**Task statement**: Output the records. Match them exactly.

──────── Material for this task ────────

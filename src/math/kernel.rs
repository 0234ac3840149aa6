//! Gaussian spatial attenuation.
//!
//! ## Purpose
//!
//! The point-source model attenuates the source's time-linear decay by a
//! Gaussian of the distance to the source:
//!
//! ```text
//! w = exp(-dist² / (2σ²))
//! ```
//!
//! ## Invariants
//!
//! * `w` is in (0, 1] for finite distance and positive sigma.
//! * `w == 1` exactly at the source.

// External dependencies
use num_traits::Float;

/// Precomputed Gaussian kernel for one sigma candidate.
#[derive(Debug, Clone, Copy, PartialEq)]
pub struct GaussianKernel<T> {
    /// `1 / (2σ²)`.
    inv_two_sigma_sq: T,
}

impl<T: Float> GaussianKernel<T> {
    /// Build the kernel from sigma².
    #[inline]
    pub fn from_sigma_sq(sigma_sq: T) -> Self {
        let half = T::from(0.5).unwrap_or_else(|| T::one() / (T::one() + T::one()));
        Self {
            inv_two_sigma_sq: half / sigma_sq,
        }
    }

    /// Weight for a squared distance.
    #[inline]
    pub fn weight(&self, dist_sq: T) -> T {
        (-dist_sq * self.inv_two_sigma_sq).exp()
    }
}
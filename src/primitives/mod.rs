//! Layer 1: Primitives
//!
//! # Purpose
//!
//! Basic data structures shared by every other layer: error types, distance
//! bins, flat index layouts, output buffers and the execution backend enum.
//!
//! # Architecture
//!
//! ```text
//! Layer 6: API
//!   ↓
//! Layer 5: Adapters
//!   ↓
//! Layer 4: Engine
//!   ↓
//! Layer 3: Algorithms
//!   ↓
//! Layer 2: Math
//!   ↓
//! Layer 1: Primitives ← You are here
//! ```

/// Execution backend selection.
pub mod backend;

/// Distance bins and accumulator slots.
pub mod bins;

/// Output buffers and per-cell scratch space.
pub mod buffer;

/// Error types.
pub mod errors;

/// Borrowed views over observations and candidate axes.
pub mod inputs;

/// Flat index mapping for output buffers.
pub mod layout;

────────

**Task result**:
filename src/math/kernel.rs
repository 0234ac3840149aa6
//! Gaussian spatial attenuation.
//!
//! ## Purpose
//!
//! The point-source model attenuates the source's time-linear decay by a
//! Gaussian of the distance to the source:
//!
//! ```text
//! w = exp(-dist² / (2σ²))
//! ```
//!
//! ## Invariants
//!
//! * `w` is in (0, 1] for finite distance and positive sigma.
//! * `w == 1` exactly at the source.

// External dependencies
use num_traits::Float;

/// Precomputed Gaussian kernel for one sigma candidate.
#[derive(Debug, Clone, Copy, PartialEq)]
pub struct GaussianKernel<T> {
    /// `1 / (2σ²)`.
    inv_two_sigma_sq: T,
}

impl<T: Float> GaussianKernel<T> {
    /// Build the kernel from sigma².
    #[inline]
    pub fn from_sigma_sq(sigma_sq: T) -> Self {
        let half = T::from(0.5).unwrap_or_else(|| T::one() / (T::one() + T::one()));
        Self {
            inv_two_sigma_sq: half / sigma_sq,
        }
    }

    /// Weight for a squared distance.
    #[inline]
    pub fn weight(&self, dist_sq: T) -> T {
        (-dist_sq * self.inv_two_sigma_sq).exp()
    }
}
filename src/primitives/mod.rs
//! Layer 1: Primitives
//!
//! # Purpose
//!
//! Basic data structures shared by every other layer: error types, distance
//! bins, flat index layouts, output buffers and the execution backend enum.
//!
//! # Architecture
//!
//! ```text
//! Layer 6: API
//!   ↓
//! Layer 5: Adapters
//!   ↓
//! Layer 4: Engine
//!   ↓
//! Layer 3: Algorithms
//!   ↓
//! Layer 2: Math
//!   ↓
//! Layer 1: Primitives ← You are here
//! ```

/// Execution backend selection.
pub mod backend;

/// Distance bins and accumulator slots.
pub mod bins;

/// Output buffers and per-cell scratch space.
pub mod buffer;

/// Error types.
pub mod errors;

/// Borrowed views over observations and candidate axes.
pub mod inputs;

/// Flat index mapping for output buffers.
pub mod layout;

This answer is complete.